- Directed by: Jyll Johnstone
- Produced by: Canobie Films
- Starring: Eva Zeisel
- Release date: October 2002;
- Running time: 60 minutes
- Country: United States
- Language: English

= Throwing Curves: Eva Zeisel =

Throwing Curves : Eva Zeisel is a 2002 documentary film directed by Jyll Johnstone. The film follows and interviews then-97-year-old Hungarian industrial designer and ceramic artist Eva Zeisel. It examines how her upbringing, fame, and personality have influenced her work and reputation to the present day. Zeisel narrates her own history, including her escape from both the Soviet Union and Nazi-annexed Austria, as family members, friends, and relevant experts offer insights into her character. Alternating between archival footage and video interviews, the film explores how Zeisel's personal life has shaped the development of her work, which is on display in the Museum of Modern Art and other museums around the world.

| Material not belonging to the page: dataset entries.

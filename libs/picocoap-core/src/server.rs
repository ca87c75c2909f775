//! Observe server (core logic)
//!
//! Owns the resource tree, the observer registry, the notification scheduler
//! and the adapters. Every entry point takes `&mut self` and returns without
//! blocking; the embedding runtime calls them from one event loop.

use log::{debug, error, info, trace, warn};

use crate::config::ServerConfig;
use crate::discovery::{self, DiscoveryDocument};
use crate::error::{ConfigError, ServerError};
use crate::handler::{self, light_representation, LightCommand, Reply, Representation};
use crate::observers::{Cursor, Observer, ObserverHandle, ObserverRegistry};
use crate::protocol::{
    Code, ContentFormat, ContentFormatSet, MessageConfig, MessageError, MessageType, Remote,
    Request,
};
use crate::resource::{Permissions, Resource, ResourceId, ResourceKind, ResourceTree};
use crate::scheduler::Scheduler;
use crate::traits::{Actuator, MessageExchange, MessageHandle, TransmissionStatus};

/// Observe server
///
/// # Generic Parameters
///
/// - `E`: message exchange adapter
/// - `A`: actuator behind the light resource
/// - `MAX_RESOURCES`: resource tree capacity, root included (at least 5)
/// - `MAX_OBSERVERS`: concurrent subscriptions
/// - `MAX_PENDING`: confirmable notifications awaiting their delivery outcome
/// - `MAX_PAYLOAD_SIZE`: payload capacity of requests and messages
/// - `DISCOVERY_SIZE`: `/.well-known/core` document capacity in bytes
#[derive(Debug)]
pub struct ObserveServer<
    E,
    A,
    const MAX_RESOURCES: usize,
    const MAX_OBSERVERS: usize,
    const MAX_PENDING: usize,
    const MAX_PAYLOAD_SIZE: usize,
    const DISCOVERY_SIZE: usize,
> {
    exchange: E,
    actuator: A,
    config: ServerConfig,
    tree: ResourceTree<MAX_RESOURCES>,
    observers: ObserverRegistry<MAX_OBSERVERS>,
    scheduler: Scheduler<MAX_PENDING>,
    sequence: u32,
    discovery: DiscoveryDocument<DISCOVERY_SIZE>,
    light: ResourceId,
}

impl<
        E,
        A,
        const MAX_RESOURCES: usize,
        const MAX_OBSERVERS: usize,
        const MAX_PENDING: usize,
        const MAX_PAYLOAD_SIZE: usize,
        const DISCOVERY_SIZE: usize,
    >
    ObserveServer<E, A, MAX_RESOURCES, MAX_OBSERVERS, MAX_PENDING, MAX_PAYLOAD_SIZE, DISCOVERY_SIZE>
where
    E: MessageExchange<MAX_PAYLOAD_SIZE>,
    A: Actuator,
{
    /// Build the resource tree and discovery document
    ///
    /// The tree is `/.well-known/core` plus `/<group_name>/<light_name>`.
    pub fn new(exchange: E, mut actuator: A, config: ServerConfig) -> Result<Self, ConfigError> {
        config.validate()?;

        let mut tree = ResourceTree::<MAX_RESOURCES>::new()?;
        let well_known = tree.add_child(
            ResourceId::ROOT,
            Resource::new(".well-known", ResourceKind::Container)?,
        )?;
        tree.add_child(
            well_known,
            Resource::new("core", ResourceKind::Discovery)?
                .with_permissions(Permissions::GET)
                .with_formats(ContentFormatSet::of(ContentFormat::LinkFormat)),
        )?;
        let group = tree.add_child(
            ResourceId::ROOT,
            Resource::new(config.group_name, ResourceKind::Container)?,
        )?;
        let light = tree.add_child(
            group,
            Resource::new(config.light_name, ResourceKind::Light)?
                .with_permissions(Permissions::GET | Permissions::PUT | Permissions::OBSERVE)
                .with_formats(
                    ContentFormatSet::of(ContentFormat::PlainText).with(ContentFormat::Json),
                )
                .with_max_age(config.max_age),
        )?;

        let discovery = discovery::generate::<MAX_RESOURCES, DISCOVERY_SIZE>(&tree)?;
        actuator.set(config.initial_light);

        info!(
            "Observe server ready: {} resources, discovery {} bytes",
            tree.len(),
            discovery.len()
        );

        Ok(Self {
            exchange,
            actuator,
            config,
            tree,
            observers: ObserverRegistry::new(),
            scheduler: Scheduler::new(config.reliable_every, config.notify_margin),
            sequence: 0,
            discovery,
            light,
        })
    }

    /// Dispatch one inbound request and send its response
    pub fn handle_request(
        &mut self,
        request: &Request<MAX_PAYLOAD_SIZE>,
    ) -> Result<(), ServerError> {
        debug!(
            "{} /{} from {} (mid {})",
            request.code, request.uri_path, request.remote, request.message_id
        );

        let Some((id, kind, permissions)) = self
            .tree
            .resolve(&request.uri_path)
            .and_then(|id| self.tree.get(id).map(|r| (id, r.kind(), r.permissions())))
        else {
            return self.reply(request, &Reply::status(Code::NotFound));
        };

        if !permissions.allows(request.code) {
            return self.reply(request, &Reply::status(Code::MethodNotAllowed));
        }

        match (kind, request.code) {
            (ResourceKind::Discovery, Code::Get) => {
                let reply = Reply::content(ContentFormat::LinkFormat, self.discovery.as_bytes());
                handler::send_reply(&mut self.exchange, request, &reply)
            }
            (ResourceKind::Light, Code::Get) => self.get_light(id, request),
            (ResourceKind::Light, Code::Put) => self.put_light(id, request),
            _ => self.reply(request, &Reply::status(Code::MethodNotAllowed)),
        }
    }

    /// Advance freshness by one tick and push notifications that fell due
    ///
    /// Returns the number of notifications sent.
    pub fn tick(&mut self) -> usize {
        let due = self.scheduler.due(&mut self.tree);
        let mut sent = 0;
        for id in due {
            let msg_type = self.scheduler.next_push_type();
            sent += self.notify(id, msg_type);
        }
        if sent > 0 {
            debug!("Tick pushed {} notifications", sent);
        }
        sent
    }

    /// Consume the delivery outcome of a confirmable notification
    ///
    /// Timeout and reset remove the subscription the notification was sent
    /// to, along with its other notifications still in flight. Returns true
    /// when a subscription was removed.
    pub fn handle_transmission_result(
        &mut self,
        message: MessageHandle,
        status: TransmissionStatus,
    ) -> bool {
        let Some(handle) = self.scheduler.complete(message) else {
            trace!("No pending notification for message {}", message);
            return false;
        };

        if !status.is_failure() {
            trace!("Notification {} delivered to observer {}", message, handle);
            return false;
        }

        self.scheduler.forget(handle);
        match self.observers.unregister(handle) {
            Ok(observer) => {
                info!(
                    "Observer {} dropped: notification {} ended with {:?}",
                    observer.remote, message, status
                );
                true
            }
            Err(_) => {
                debug!("Observer {} already gone", handle);
                false
            }
        }
    }

    /// Toggle the light from a local input and push the new state
    ///
    /// Returns the number of notifications sent.
    pub fn handle_button_press(&mut self) -> usize {
        self.actuator.toggle();
        info!("Button toggled light to {}", self.actuator.is_on());
        self.notify(self.light, MessageType::NonConfirmable)
    }

    /// Drop every subscription held by `remote`
    ///
    /// Returns the number of subscriptions removed.
    pub fn drop_remote(&mut self, remote: &Remote) -> usize {
        let removed = self.observers.unregister_remote(remote);
        if removed > 0 {
            self.scheduler.retain_registered(&self.observers);
            info!("Dropped {} subscriptions of {}", removed, remote);
        }
        removed
    }

    fn reply(
        &mut self,
        request: &Request<MAX_PAYLOAD_SIZE>,
        reply: &Reply<'_>,
    ) -> Result<(), ServerError> {
        handler::send_reply(&mut self.exchange, request, reply)
    }

    fn get_light(
        &mut self,
        id: ResourceId,
        request: &Request<MAX_PAYLOAD_SIZE>,
    ) -> Result<(), ServerError> {
        let Some((formats, expire_time, observable)) = self
            .tree
            .get(id)
            .map(|r| (r.formats(), r.expire_time(), r.is_observable()))
        else {
            return self.reply(request, &Reply::status(Code::NotFound));
        };

        let Some(format) = formats.select(&request.accept) else {
            debug!("No acceptable format in {:?}", request.accept.as_slice());
            return self.reply(request, &Reply::status(Code::UnsupportedContentFormat));
        };

        let representation = self.representation(ResourceKind::Light, format)?;
        let mut reply = Reply::content(format, representation.as_bytes());

        match request.observe {
            Some(0) if observable => {
                let observer = Observer {
                    remote: request.remote,
                    token: request.token.clone(),
                    resource: id,
                    content_format: format,
                };
                match self.observers.register(observer) {
                    Ok(handle) => {
                        info!(
                            "Observer {} registered as {} ({:?})",
                            request.remote, handle, format
                        );
                        reply = reply.with_observe(self.next_sequence(), expire_time);
                    }
                    Err(error) => {
                        warn!("{}, serving {} without observe", error, request.remote);
                    }
                }
            }
            Some(0) => {}
            Some(_) => self.deregister(&request.remote, id),
            None => {}
        }

        handler::send_reply(&mut self.exchange, request, &reply)
    }

    fn put_light(
        &mut self,
        id: ResourceId,
        request: &Request<MAX_PAYLOAD_SIZE>,
    ) -> Result<(), ServerError> {
        let Some(command) = LightCommand::parse(&request.payload) else {
            // light unchanged, observers are not notified
            debug!("Rejected light command from {}", request.remote);
            return self.reply(request, &Reply::status(Code::BadRequest));
        };

        command.apply(&mut self.actuator);
        info!("Light set to {} by {}", self.actuator.is_on(), request.remote);

        let result = self.reply(request, &Reply::status(Code::Changed));
        self.notify(id, MessageType::NonConfirmable);
        result
    }

    fn deregister(&mut self, remote: &Remote, id: ResourceId) {
        let Some(handle) = self.observers.find(remote, id) else {
            return;
        };
        if self.observers.unregister(handle).is_ok() {
            self.scheduler.forget(handle);
            info!("Observer {} deregistered", remote);
        }
    }

    fn representation(
        &self,
        kind: ResourceKind,
        format: ContentFormat,
    ) -> Result<Representation, MessageError> {
        match kind {
            ResourceKind::Light => {
                light_representation(self.config.light_name, self.actuator.is_on(), format)
            }
            _ => Ok(Representation::new()),
        }
    }

    /// Push the current state of `id` to each of its observers
    fn notify(&mut self, id: ResourceId, msg_type: MessageType) -> usize {
        let Some((kind, max_age)) = self.tree.get(id).map(|r| (r.kind(), r.max_age())) else {
            return 0;
        };

        let mut sent = 0;
        let mut cursor = Cursor::START;
        while let Some((handle, observer, next)) = self.observers.next(cursor, id) {
            cursor = next;
            let observer = observer.clone();
            match self.send_notification(handle, &observer, kind, max_age, msg_type) {
                Ok(()) => sent += 1,
                Err(error) => error!("Notification to {} failed: {}", observer.remote, error),
            }
        }
        sent
    }

    fn send_notification(
        &mut self,
        handle: ObserverHandle,
        observer: &Observer,
        kind: ResourceKind,
        max_age: u32,
        msg_type: MessageType,
    ) -> Result<(), ServerError> {
        let representation = self.representation(kind, observer.content_format)?;
        let msg_type = if msg_type.is_confirmable() && self.scheduler.is_pending_full() {
            warn!("Pending table full, notifying {} non-confirmable", observer.remote);
            MessageType::NonConfirmable
        } else {
            msg_type
        };
        let config = MessageConfig {
            msg_type,
            code: Code::Content,
            message_id: None,
            token: observer.token.clone(),
        };
        let mut message = self.exchange.new_message(config)?;
        message.set_remote(observer.remote);

        let reply = Reply::content(observer.content_format, representation.as_bytes())
            .with_observe(self.next_sequence(), max_age);
        let result = handler::write_reply(&mut message, &reply)
            .map_err(ServerError::from)
            .and_then(|_| self.exchange.send(&message).map_err(ServerError::from));
        self.exchange.release(message);

        let sent = result?;
        if msg_type.is_confirmable() {
            self.scheduler.track(sent, handle)?;
        }
        trace!(
            "Notified {} with {:?} {}",
            observer.remote,
            msg_type,
            sent
        );
        Ok(())
    }

    fn next_sequence(&mut self) -> u32 {
        let sequence = self.sequence;
        self.sequence = self.sequence.wrapping_add(1);
        sequence
    }

    /// Id of the light resource
    pub fn light(&self) -> ResourceId {
        self.light
    }

    /// Sequence number the next subscribe acknowledgement or notification gets
    pub fn sequence_number(&self) -> u32 {
        self.sequence
    }

    pub fn observer_count(&self, resource: ResourceId) -> usize {
        self.observers.count(resource)
    }

    pub fn observers(&self) -> &ObserverRegistry<MAX_OBSERVERS> {
        &self.observers
    }

    pub fn tree(&self) -> &ResourceTree<MAX_RESOURCES> {
        &self.tree
    }

    pub fn discovery_document(&self) -> &str {
        self.discovery.as_str()
    }

    /// Confirmable notifications awaiting their delivery outcome
    pub fn pending_notifications(&self) -> usize {
        self.scheduler.pending_len()
    }

    /// Scheduled pushes so far, button and PUT pushes excluded
    pub fn scheduled_pushes(&self) -> u32 {
        self.scheduler.pushes()
    }

    pub fn config(&self) -> &ServerConfig {
        &self.config
    }

    pub fn actuator(&self) -> &A {
        &self.actuator
    }

    pub fn actuator_mut(&mut self) -> &mut A {
        &mut self.actuator
    }

    pub fn exchange(&self) -> &E {
        &self.exchange
    }

    pub fn exchange_mut(&mut self) -> &mut E {
        &mut self.exchange
    }
}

Zeisel's age is a key theme of the film, and several interviewees comment on her unusual industriousness and innovation for an elderly woman.

The film is the first in a series of three films by Directors Guild of America Award-nominated director Jyll Johnstone that "explores the lives of three 85-plus women still actively engaged in creative lives." Throwing Curves screened at the 2002 Mill Valley Film Festival and the Rocky Mountain Women's Festival.